• [WHAT IS EXPECTED]
Each line of the data should be given again exactly.

• [RECORDS SUPPLIED]
use actix_web::{HttpRequest, HttpResponse, Result as ActixResult, web};
use once_cell::sync::Lazy;

use crate::middlewares;
use crate::models::suggestions::requests::ActivitySuggestionRequest;
use crate::models::users::entities::UserRole;
use crate::services::SuggestionService;

static SUGGESTION_SERVICE: Lazy<SuggestionService> = Lazy::new(SuggestionService::new_lazy);

pub async fn suggest_activities(
    req: HttpRequest,
    body: web::Json<ActivitySuggestionRequest>,
) -> ActixResult<HttpResponse> {
    SUGGESTION_SERVICE
        .suggest_activities(body.into_inner(), &req)
        .await
}

pub fn configure_suggestion_routes(cfg: &mut web::ServiceConfig) {
    cfg.service(
        web::scope("/api/v1/suggestions")
            .wrap(middlewares::RequireJWT)
            .service(
                web::resource("/activities")
                    .wrap(middlewares::RateLimit::suggestions())
                    .route(
                        web::post()
                            .to(suggest_activities)
                            .wrap(middlewares::RequireRole::new_any(UserRole::staff_roles())),
                    ),
            ),
    );
}
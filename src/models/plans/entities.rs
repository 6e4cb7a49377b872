use serde::{Deserialize, Serialize};
use ts_rs::TS;

use crate::define_string_enum;
use crate::models::common::ClassLevel;

define_string_enum! {
    /// 教学计划状态
    #[ts(export, export_to = "../frontend/src/types/generated/plan.ts")]
    PlanStatus, "计划状态" {
        Draft => "draft",
        Published => "published",
    }
}

// 周教学计划
#[derive(Debug, Clone, Serialize, Deserialize, TS)]
#[ts(export, export_to = "../frontend/src/types/generated/plan.ts")]
pub struct TeachingPlan {
    pub id: i64,
    pub teacher_id: i64,
    pub class_level: ClassLevel,
    pub title: String,
    /// 计划所在周的周一
    pub week_start: chrono::NaiveDate,
    pub objectives: String,
    pub activities: Vec<String>,
    pub status: PlanStatus,
    pub created_at: chrono::DateTime<chrono::Utc>,
    pub updated_at: chrono::DateTime<chrono::Utc>,
}
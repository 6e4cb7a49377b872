//! 缓存层
//!
//! 以字符串形式缓存对象（JSON），后端通过插件注册表选择（moka / redis）。

pub mod object_cache;
pub mod register;
pub mod traits;

pub use traits::{CacheResult, ObjectCache, ObjectCacheExt};

/// 仪表盘统计缓存键，学生/教师/记录写入后需失效
pub const DASHBOARD_STATS_KEY: &str = "dashboard:stats";

/// 声明缓存插件，在程序加载时自动注册到插件表
#[macro_export]
macro_rules! declare_object_cache_plugin {
    ($name:literal, $ty:ty) => {
        #[ctor::ctor]
        unsafe fn __register_object_cache_plugin() {
            $crate::cache::register::register_object_cache_plugin(
                $name,
                std::sync::Arc::new(|| {
                    Box::pin(async {
                        let cache = <$ty>::new()
                            .map_err($crate::errors::PreschoolError::cache_connection)?;
                        Ok(Box::new(cache) as Box<dyn $crate::cache::ObjectCache>)
                    })
                }),
            );
        }
    };
}
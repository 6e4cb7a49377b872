//! 用户实体

use sea_orm::entity::prelude::*;

#[derive(Clone, Debug, PartialEq, DeriveEntityModel)]
#[sea_orm(table_name = "users")]
pub struct Model {
    #[sea_orm(primary_key)]
    pub id: i64,
    #[sea_orm(unique)]
    pub username: String,
    #[sea_orm(unique)]
    pub email: String,
    pub password_hash: String,
    pub role: String,
    pub status: String,
    pub display_name: Option<String>,
    pub last_login: Option<i64>,
    pub created_at: i64,
    pub updated_at: i64,
}

#[derive(Copy, Clone, Debug, EnumIter, DeriveRelation)]
pub enum Relation {
    #[sea_orm(has_one = "super::teachers::Entity")]
    Teachers,
}

impl Related<super::teachers::Entity> for Entity {
    fn to() -> RelationDef {
        Relation::Teachers.def()
    }
}

impl ActiveModelBehavior for ActiveModel {}

// 从数据库模型转换为业务模型
impl Model {
    pub fn into_user(self) -> crate::models::users::entities::User {
        use crate::models::users::entities::{User, UserRole, UserStatus};

        User {
            id: self.id,
            username: self.username,
            email: self.email,
            password_hash: self.password_hash,
            role: self.role.parse::<UserRole>().unwrap_or(UserRole::Teacher),
            status: self
                .status
                .parse::<UserStatus>()
                .unwrap_or(UserStatus::Active),
            display_name: self.display_name,
            last_login: self.last_login.map(super::timestamp_to_datetime),
            created_at: super::timestamp_to_datetime(self.created_at),
            updated_at: super::timestamp_to_datetime(self.updated_at),
        }
    }
}
use actix_web::{HttpRequest, HttpResponse, Result as ActixResult};
use tracing::info;

use crate::models::auth::{RefreshTokenResponse, TokenVerificationResponse};
use crate::models::{ApiResponse, ErrorCode};
use crate::services::current_user;
use crate::services::users::account_view;
use crate::utils::jwt;

use super::AuthService;

pub async fn handle_refresh_token(
    service: &AuthService,
    request: &HttpRequest,
) -> ActixResult<HttpResponse> {
    let config = service.get_config();

    let Some(refresh_token) = jwt::JwtUtils::extract_refresh_token_from_cookie(request) else {
        return Ok(HttpResponse::Unauthorized().json(ApiResponse::error_empty(
            ErrorCode::Unauthorized,
            "Unauthorized access, please login",
        )));
    };

    match jwt::JwtUtils::refresh_access_token(&refresh_token) {
        Ok(access_token) => Ok(HttpResponse::Ok().json(ApiResponse::success(
            RefreshTokenResponse {
                access_token,
                expires_in: config.jwt.access_token_expiry * 60,
            },
            "Token refreshed successfully",
        ))),
        Err(e) => {
            info!("Refresh token rejected: {}", e);
            Ok(HttpResponse::Unauthorized()
                .cookie(jwt::JwtUtils::create_empty_refresh_token_cookie())
                .json(ApiResponse::error_empty(
                    ErrorCode::Unauthorized,
                    "Login expired or invalid, please login again",
                )))
        }
    }
}

pub async fn handle_verify_token(
    _service: &AuthService,
    _request: &HttpRequest,
) -> ActixResult<HttpResponse> {
    // 能走到这里说明 RequireJWT 已通过
    Ok(HttpResponse::Ok().json(ApiResponse::success(
        TokenVerificationResponse { is_valid: true },
        "Token is valid",
    )))
}

pub async fn handle_get_user(
    service: &AuthService,
    request: &HttpRequest,
) -> ActixResult<HttpResponse> {
    let user = match current_user(request) {
        Ok(user) => user,
        Err(resp) => return Ok(resp),
    };

    let storage = service.get_storage(request)?;
    Ok(HttpResponse::Ok().json(ApiResponse::success(
        account_view(storage.as_ref(), user).await,
        "User information retrieved successfully",
    )))
}

pub async fn handle_logout(
    _service: &AuthService,
    _request: &HttpRequest,
) -> ActixResult<HttpResponse> {
    Ok(HttpResponse::Ok()
        .cookie(jwt::JwtUtils::create_empty_refresh_token_cookie())
        .json(ApiResponse::success_empty("Logged out")))
}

• [EXPECTED ANSWER]
use actix_web::{HttpRequest, HttpResponse, Result as ActixResult, web};
use once_cell::sync::Lazy;

use crate::middlewares;
use crate::models::suggestions::requests::ActivitySuggestionRequest;
use crate::models::users::entities::UserRole;
use crate::services::SuggestionService;

static SUGGESTION_SERVICE: Lazy<SuggestionService> = Lazy::new(SuggestionService::new_lazy);

pub async fn suggest_activities(
    req: HttpRequest,
    body: web::Json<ActivitySuggestionRequest>,
) -> ActixResult<HttpResponse> {
    SUGGESTION_SERVICE
        .suggest_activities(body.into_inner(), &req)
        .await
}

pub fn configure_suggestion_routes(cfg: &mut web::ServiceConfig) {
    cfg.service(
        web::scope("/api/v1/suggestions")
            .wrap(middlewares::RequireJWT)
            .service(
                web::resource("/activities")
                    .wrap(middlewares::RateLimit::suggestions())
                    .route(
                        web::post()
                            .to(suggest_activities)
                            .wrap(middlewares::RequireRole::new_any(UserRole::staff_roles())),
                    ),
            ),
    );
}
filename src/models/plans/entities.rs
repository 6e4cb7a49377b872
use serde::{Deserialize, Serialize};
use ts_rs::TS;

use crate::define_string_enum;
use crate::models::common::ClassLevel;

define_string_enum! {
    /// 教学计划状态
    #[ts(export, export_to = "../frontend/src/types/generated/plan.ts")]
    PlanStatus, "计划状态" {
        Draft => "draft",
        Published => "published",
    }
}

// 周教学计划
#[derive(Debug, Clone, Serialize, Deserialize, TS)]
#[ts(export, export_to = "../frontend/src/types/generated/plan.ts")]
pub struct TeachingPlan {
    pub id: i64,
    pub teacher_id: i64,
    pub class_level: ClassLevel,
    pub title: String,
    /// 计划所在周的周一
    pub week_start: chrono::NaiveDate,
    pub objectives: String,
    pub activities: Vec<String>,
    pub status: PlanStatus,
    pub created_at: chrono::DateTime<chrono::Utc>,
    pub updated_at: chrono::DateTime<chrono::Utc>,
}
repository 6e4cb7a49377b872
//! 缓存层
//!
//! 以字符串形式缓存对象（JSON），后端通过插件注册表选择（moka / redis）。

pub mod object_cache;
pub mod register;
pub mod traits;

pub use traits::{CacheResult, ObjectCache, ObjectCacheExt};

/// 仪表盘统计缓存键，学生/教师/记录写入后需失效
pub const DASHBOARD_STATS_KEY: &str = "dashboard:stats";

/// 声明缓存插件，在程序加载时自动注册到插件表
#[macro_export]
macro_rules! declare_object_cache_plugin {
    ($name:literal, $ty:ty) => {
        #[ctor::ctor]
        unsafe fn __register_object_cache_plugin() {
            $crate::cache::register::register_object_cache_plugin(
                $name,
                std::sync::Arc::new(|| {
                    Box::pin(async {
                        let cache = <$ty>::new()
                            .map_err($crate::errors::PreschoolError::cache_connection)?;
                        Ok(Box::new(cache) as Box<dyn $crate::cache::ObjectCache>)
                    })
                }),
            );
        }
    };
}
repository 6e4cb7a49377b872
//! 用户实体

use sea_orm::entity::prelude::*;

#[derive(Clone, Debug, PartialEq, DeriveEntityModel)]
#[sea_orm(table_name = "users")]
pub struct Model {
    #[sea_orm(primary_key)]
    pub id: i64,
    #[sea_orm(unique)]
    pub username: String,
    #[sea_orm(unique)]
    pub email: String,
    pub password_hash: String,
    pub role: String,
    pub status: String,
    pub display_name: Option<String>,
    pub last_login: Option<i64>,
    pub created_at: i64,
    pub updated_at: i64,
}

#[derive(Copy, Clone, Debug, EnumIter, DeriveRelation)]
pub enum Relation {
    #[sea_orm(has_one = "super::teachers::Entity")]
    Teachers,
}

impl Related<super::teachers::Entity> for Entity {
    fn to() -> RelationDef {
        Relation::Teachers.def()
    }
}

impl ActiveModelBehavior for ActiveModel {}

// 从数据库模型转换为业务模型
impl Model {
    pub fn into_user(self) -> crate::models::users::entities::User {
        use crate::models::users::entities::{User, UserRole, UserStatus};

        User {
            id: self.id,
            username: self.username,
            email: self.email,
            password_hash: self.password_hash,
            role: self.role.parse::<UserRole>().unwrap_or(UserRole::Teacher),
            status: self
                .status
                .parse::<UserStatus>()
                .unwrap_or(UserStatus::Active),
            display_name: self.display_name,
            last_login: self.last_login.map(super::timestamp_to_datetime),
            created_at: super::timestamp_to_datetime(self.created_at),
            updated_at: super::timestamp_to_datetime(self.updated_at),
        }
    }
}
use actix_web::{HttpRequest, HttpResponse, Result as ActixResult};
use tracing::info;

use crate::models::auth::{RefreshTokenResponse, TokenVerificationResponse};
use crate::models::{ApiResponse, ErrorCode};
use crate::services::current_user;
use crate::services::users::account_view;
use crate::utils::jwt;

use super::AuthService;

pub async fn handle_refresh_token(
    service: &AuthService,
    request: &HttpRequest,
) -> ActixResult<HttpResponse> {
    let config = service.get_config();

    let Some(refresh_token) = jwt::JwtUtils::extract_refresh_token_from_cookie(request) else {
        return Ok(HttpResponse::Unauthorized().json(ApiResponse::error_empty(
            ErrorCode::Unauthorized,
            "Unauthorized access, please login",
        )));
    };

    match jwt::JwtUtils::refresh_access_token(&refresh_token) {
        Ok(access_token) => Ok(HttpResponse::Ok().json(ApiResponse::success(
            RefreshTokenResponse {
                access_token,
                expires_in: config.jwt.access_token_expiry * 60,
            },
            "Token refreshed successfully",
        ))),
        Err(e) => {
            info!("Refresh token rejected: {}", e);
            Ok(HttpResponse::Unauthorized()
                .cookie(jwt::JwtUtils::create_empty_refresh_token_cookie())
                .json(ApiResponse::error_empty(
                    ErrorCode::Unauthorized,
                    "Login expired or invalid, please login again",
                )))
        }
    }
}

pub async fn handle_verify_token(
    _service: &AuthService,
    _request: &HttpRequest,
) -> ActixResult<HttpResponse> {
    // 能走到这里说明 RequireJWT 已通过
    Ok(HttpResponse::Ok().json(ApiResponse::success(
        TokenVerificationResponse { is_valid: true },
        "Token is valid",
    )))
}

pub async fn handle_get_user(
    service: &AuthService,
    request: &HttpRequest,
) -> ActixResult<HttpResponse> {
    let user = match current_user(request) {
        Ok(user) => user,
        Err(resp) => return Ok(resp),
    };

    let storage = service.get_storage(request)?;
    Ok(HttpResponse::Ok().json(ApiResponse::success(
        account_view(storage.as_ref(), user).await,
        "User information retrieved successfully",
    )))
}

pub async fn handle_logout(
    _service: &AuthService,
    _request: &HttpRequest,
) -> ActixResult<HttpResponse> {
    Ok(HttpResponse::Ok()
        .cookie(jwt::JwtUtils::create_empty_refresh_token_cookie())
        .json(ApiResponse::success_empty("Logged out")))
}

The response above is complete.